■ **Problem statement**: Where in the data does the word "FieldCount" appear? Find those lines and copy them.

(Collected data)
---+---
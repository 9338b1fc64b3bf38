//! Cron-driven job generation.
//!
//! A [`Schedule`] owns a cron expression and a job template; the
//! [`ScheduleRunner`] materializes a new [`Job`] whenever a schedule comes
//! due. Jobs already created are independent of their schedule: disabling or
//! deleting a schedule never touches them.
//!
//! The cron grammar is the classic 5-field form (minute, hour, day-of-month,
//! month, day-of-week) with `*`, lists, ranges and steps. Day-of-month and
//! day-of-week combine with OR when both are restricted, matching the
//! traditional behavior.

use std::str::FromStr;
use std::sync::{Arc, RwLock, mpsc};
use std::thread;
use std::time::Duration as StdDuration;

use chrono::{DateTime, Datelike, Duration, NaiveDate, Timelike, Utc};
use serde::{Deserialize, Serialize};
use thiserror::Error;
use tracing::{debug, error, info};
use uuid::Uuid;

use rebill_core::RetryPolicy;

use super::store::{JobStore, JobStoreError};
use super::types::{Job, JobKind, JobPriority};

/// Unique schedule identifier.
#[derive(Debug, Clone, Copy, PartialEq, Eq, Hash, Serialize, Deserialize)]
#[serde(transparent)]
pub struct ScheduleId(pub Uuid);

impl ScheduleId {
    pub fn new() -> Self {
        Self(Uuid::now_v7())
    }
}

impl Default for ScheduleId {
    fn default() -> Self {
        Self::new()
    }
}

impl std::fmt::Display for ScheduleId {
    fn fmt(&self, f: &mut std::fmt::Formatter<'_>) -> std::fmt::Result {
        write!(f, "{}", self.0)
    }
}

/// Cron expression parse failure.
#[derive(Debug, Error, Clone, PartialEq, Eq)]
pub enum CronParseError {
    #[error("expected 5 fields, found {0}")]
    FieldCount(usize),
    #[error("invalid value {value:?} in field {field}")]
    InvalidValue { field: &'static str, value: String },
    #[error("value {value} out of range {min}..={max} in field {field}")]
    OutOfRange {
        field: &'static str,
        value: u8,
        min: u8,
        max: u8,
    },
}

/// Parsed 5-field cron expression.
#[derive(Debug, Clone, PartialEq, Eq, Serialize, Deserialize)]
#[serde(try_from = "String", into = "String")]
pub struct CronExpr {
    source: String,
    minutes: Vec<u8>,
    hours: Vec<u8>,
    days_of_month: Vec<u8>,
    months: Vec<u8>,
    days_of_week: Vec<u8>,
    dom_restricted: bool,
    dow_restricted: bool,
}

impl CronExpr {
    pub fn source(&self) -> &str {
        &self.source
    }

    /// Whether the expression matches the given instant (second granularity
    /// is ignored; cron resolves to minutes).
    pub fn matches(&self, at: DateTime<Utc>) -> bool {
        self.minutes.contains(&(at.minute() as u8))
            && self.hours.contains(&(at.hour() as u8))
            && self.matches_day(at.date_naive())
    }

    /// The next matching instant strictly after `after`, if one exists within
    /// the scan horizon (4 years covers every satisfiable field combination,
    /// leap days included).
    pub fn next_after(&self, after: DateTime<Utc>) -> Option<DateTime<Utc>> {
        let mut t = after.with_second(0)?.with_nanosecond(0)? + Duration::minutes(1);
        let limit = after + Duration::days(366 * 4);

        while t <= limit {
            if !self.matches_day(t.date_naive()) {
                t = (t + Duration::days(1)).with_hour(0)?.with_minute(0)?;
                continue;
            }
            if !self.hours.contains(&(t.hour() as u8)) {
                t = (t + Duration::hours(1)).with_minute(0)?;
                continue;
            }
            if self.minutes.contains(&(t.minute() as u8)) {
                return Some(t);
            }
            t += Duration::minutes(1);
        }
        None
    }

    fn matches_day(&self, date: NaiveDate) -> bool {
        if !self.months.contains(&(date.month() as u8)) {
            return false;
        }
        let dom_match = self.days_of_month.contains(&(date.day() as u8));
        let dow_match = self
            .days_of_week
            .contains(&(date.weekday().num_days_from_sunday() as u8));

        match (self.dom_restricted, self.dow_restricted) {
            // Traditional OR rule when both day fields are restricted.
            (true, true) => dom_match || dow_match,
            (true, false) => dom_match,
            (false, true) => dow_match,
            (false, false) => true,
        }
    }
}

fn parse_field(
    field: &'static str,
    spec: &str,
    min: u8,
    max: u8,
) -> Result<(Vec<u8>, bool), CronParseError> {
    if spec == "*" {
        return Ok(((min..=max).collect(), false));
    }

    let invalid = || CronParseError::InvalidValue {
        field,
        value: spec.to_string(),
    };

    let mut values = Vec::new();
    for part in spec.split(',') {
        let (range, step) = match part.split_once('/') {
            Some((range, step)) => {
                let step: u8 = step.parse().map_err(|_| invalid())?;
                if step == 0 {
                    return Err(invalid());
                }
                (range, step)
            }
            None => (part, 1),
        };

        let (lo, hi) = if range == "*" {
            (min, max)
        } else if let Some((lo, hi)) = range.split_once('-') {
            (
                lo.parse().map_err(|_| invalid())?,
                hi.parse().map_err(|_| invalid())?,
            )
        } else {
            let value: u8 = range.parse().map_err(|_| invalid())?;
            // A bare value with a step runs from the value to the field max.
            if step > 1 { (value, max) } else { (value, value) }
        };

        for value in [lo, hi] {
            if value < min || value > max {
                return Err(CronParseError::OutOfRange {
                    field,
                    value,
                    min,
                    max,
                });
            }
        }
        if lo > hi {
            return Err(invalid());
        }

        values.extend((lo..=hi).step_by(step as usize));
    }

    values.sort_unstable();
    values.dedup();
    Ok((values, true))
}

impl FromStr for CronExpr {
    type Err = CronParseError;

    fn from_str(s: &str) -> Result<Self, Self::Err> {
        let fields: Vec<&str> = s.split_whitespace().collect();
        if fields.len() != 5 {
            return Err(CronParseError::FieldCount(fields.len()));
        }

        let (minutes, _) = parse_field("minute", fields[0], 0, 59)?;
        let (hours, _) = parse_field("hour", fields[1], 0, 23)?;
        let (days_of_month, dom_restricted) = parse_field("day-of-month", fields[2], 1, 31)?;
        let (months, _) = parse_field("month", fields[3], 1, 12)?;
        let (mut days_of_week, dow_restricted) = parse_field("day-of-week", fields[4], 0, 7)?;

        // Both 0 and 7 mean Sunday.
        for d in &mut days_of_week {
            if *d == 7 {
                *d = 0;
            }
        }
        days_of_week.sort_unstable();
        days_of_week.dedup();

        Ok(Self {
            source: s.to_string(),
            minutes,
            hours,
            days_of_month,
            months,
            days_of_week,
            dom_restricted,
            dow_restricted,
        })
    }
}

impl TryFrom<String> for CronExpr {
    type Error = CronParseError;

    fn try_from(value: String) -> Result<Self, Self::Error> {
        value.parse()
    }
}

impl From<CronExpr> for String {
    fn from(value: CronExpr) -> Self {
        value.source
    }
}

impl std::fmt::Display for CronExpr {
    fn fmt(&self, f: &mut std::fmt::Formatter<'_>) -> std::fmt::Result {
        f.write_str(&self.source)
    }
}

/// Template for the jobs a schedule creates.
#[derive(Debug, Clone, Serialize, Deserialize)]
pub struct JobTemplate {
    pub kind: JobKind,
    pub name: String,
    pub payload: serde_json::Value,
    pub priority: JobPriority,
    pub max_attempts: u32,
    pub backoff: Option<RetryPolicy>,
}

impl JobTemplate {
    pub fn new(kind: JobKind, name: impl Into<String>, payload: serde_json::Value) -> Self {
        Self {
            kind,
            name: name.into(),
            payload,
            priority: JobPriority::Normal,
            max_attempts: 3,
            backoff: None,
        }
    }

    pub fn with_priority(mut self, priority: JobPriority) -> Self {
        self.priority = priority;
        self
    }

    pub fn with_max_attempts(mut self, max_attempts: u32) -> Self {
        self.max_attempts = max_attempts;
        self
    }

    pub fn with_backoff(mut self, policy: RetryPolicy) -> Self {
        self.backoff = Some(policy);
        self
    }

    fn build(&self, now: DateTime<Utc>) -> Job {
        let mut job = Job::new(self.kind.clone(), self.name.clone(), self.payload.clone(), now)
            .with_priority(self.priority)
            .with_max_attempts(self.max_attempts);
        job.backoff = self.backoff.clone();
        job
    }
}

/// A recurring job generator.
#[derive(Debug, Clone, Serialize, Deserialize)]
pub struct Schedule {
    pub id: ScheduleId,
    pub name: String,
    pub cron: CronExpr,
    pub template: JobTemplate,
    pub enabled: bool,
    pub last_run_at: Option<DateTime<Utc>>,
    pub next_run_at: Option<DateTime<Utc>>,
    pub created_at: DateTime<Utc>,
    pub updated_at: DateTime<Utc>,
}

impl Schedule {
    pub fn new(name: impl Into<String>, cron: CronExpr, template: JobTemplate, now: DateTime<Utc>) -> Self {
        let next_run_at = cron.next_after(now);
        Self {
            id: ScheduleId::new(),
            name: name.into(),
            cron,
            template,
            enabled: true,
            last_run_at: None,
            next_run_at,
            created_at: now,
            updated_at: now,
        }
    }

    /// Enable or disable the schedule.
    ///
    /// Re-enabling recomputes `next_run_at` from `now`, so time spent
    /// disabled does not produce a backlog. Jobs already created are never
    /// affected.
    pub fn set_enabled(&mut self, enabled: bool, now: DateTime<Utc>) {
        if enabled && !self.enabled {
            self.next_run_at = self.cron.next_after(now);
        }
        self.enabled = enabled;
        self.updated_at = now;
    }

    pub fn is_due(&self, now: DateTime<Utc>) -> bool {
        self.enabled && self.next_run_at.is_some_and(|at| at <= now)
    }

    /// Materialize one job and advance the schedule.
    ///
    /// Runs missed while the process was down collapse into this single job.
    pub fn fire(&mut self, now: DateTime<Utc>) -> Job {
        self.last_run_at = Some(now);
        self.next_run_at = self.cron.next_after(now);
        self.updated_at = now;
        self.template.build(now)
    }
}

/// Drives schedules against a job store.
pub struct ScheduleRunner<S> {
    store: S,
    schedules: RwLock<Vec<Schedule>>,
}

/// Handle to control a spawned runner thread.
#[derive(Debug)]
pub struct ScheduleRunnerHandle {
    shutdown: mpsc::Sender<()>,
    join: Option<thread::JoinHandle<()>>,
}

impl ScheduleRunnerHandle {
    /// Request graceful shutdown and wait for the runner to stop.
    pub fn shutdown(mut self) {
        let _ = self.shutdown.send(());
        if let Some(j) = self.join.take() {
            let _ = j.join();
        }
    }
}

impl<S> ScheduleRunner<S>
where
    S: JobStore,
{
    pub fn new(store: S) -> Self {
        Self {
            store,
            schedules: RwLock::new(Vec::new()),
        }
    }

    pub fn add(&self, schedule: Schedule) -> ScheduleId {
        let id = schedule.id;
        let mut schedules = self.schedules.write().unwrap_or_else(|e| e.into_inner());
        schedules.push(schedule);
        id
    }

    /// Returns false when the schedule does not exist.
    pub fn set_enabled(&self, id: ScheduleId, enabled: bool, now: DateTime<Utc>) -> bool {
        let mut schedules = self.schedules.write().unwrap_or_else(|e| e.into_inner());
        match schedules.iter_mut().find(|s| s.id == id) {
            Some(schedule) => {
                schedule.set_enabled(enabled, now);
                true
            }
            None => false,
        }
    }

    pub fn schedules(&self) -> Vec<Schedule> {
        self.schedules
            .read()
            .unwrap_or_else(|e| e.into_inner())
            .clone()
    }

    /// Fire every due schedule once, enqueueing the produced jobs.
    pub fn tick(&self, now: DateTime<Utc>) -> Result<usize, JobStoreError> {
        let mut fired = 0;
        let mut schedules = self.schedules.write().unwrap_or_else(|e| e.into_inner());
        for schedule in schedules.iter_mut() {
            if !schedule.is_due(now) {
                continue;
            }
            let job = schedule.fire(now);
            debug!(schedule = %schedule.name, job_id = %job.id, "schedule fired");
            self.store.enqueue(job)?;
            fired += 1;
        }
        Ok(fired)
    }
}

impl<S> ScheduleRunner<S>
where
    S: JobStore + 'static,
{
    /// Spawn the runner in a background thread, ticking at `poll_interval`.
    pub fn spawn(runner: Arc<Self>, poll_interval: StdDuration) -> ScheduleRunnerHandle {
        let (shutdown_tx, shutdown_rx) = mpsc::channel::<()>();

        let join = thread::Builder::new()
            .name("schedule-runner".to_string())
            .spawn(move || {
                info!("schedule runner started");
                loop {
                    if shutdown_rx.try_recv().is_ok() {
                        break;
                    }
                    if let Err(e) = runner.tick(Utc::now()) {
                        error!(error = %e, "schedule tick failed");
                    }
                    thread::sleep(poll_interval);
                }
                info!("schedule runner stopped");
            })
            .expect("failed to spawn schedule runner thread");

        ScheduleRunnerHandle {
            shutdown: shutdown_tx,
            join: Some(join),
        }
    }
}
---+---
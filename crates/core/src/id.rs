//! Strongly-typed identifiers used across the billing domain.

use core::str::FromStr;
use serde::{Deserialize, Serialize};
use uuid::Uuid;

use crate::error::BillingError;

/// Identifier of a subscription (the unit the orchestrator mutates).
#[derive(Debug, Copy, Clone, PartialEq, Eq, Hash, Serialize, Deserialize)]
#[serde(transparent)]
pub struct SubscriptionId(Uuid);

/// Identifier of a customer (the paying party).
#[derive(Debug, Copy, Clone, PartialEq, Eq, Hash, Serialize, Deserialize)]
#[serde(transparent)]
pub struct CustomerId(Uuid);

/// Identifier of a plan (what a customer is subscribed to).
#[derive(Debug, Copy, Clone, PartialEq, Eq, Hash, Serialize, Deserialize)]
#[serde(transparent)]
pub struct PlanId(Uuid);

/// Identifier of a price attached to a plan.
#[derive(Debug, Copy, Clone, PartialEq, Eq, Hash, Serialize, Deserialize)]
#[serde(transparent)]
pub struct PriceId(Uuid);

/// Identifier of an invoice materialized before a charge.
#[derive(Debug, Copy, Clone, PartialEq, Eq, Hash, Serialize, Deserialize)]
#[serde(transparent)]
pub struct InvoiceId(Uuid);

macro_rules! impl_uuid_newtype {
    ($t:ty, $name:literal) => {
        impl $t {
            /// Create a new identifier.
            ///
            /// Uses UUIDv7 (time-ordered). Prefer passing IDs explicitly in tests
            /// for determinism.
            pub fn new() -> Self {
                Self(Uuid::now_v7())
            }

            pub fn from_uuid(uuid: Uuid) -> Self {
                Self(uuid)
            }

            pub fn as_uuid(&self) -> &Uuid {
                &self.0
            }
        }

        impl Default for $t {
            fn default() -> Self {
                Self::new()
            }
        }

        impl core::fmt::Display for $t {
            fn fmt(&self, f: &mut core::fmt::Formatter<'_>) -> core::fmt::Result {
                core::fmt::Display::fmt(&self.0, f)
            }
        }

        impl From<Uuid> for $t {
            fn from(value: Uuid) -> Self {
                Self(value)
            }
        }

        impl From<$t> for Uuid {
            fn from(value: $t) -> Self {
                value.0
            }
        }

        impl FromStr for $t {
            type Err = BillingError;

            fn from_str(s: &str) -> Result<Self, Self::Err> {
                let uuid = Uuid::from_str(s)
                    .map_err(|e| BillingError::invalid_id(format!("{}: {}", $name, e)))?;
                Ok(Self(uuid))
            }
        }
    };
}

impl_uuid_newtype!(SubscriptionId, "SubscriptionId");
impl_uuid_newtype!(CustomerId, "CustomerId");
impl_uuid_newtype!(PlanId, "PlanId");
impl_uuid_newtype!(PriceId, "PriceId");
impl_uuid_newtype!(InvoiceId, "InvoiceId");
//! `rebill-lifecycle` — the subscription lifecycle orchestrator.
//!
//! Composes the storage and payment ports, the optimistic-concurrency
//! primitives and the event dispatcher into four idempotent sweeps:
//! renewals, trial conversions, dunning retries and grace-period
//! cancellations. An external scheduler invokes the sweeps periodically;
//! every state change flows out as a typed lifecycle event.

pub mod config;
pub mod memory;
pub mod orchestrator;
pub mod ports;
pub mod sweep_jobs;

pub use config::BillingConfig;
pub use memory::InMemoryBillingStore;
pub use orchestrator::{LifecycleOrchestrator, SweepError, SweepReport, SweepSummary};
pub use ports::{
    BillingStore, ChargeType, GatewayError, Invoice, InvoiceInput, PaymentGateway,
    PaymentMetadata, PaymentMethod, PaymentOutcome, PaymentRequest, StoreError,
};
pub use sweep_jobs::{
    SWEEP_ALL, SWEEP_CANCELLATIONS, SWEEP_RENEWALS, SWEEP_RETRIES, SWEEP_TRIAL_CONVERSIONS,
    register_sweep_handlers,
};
---+---
■ **Exercise result**:
    FieldCount(usize),
            return Err(CronParseError::FieldCount(fields.len()));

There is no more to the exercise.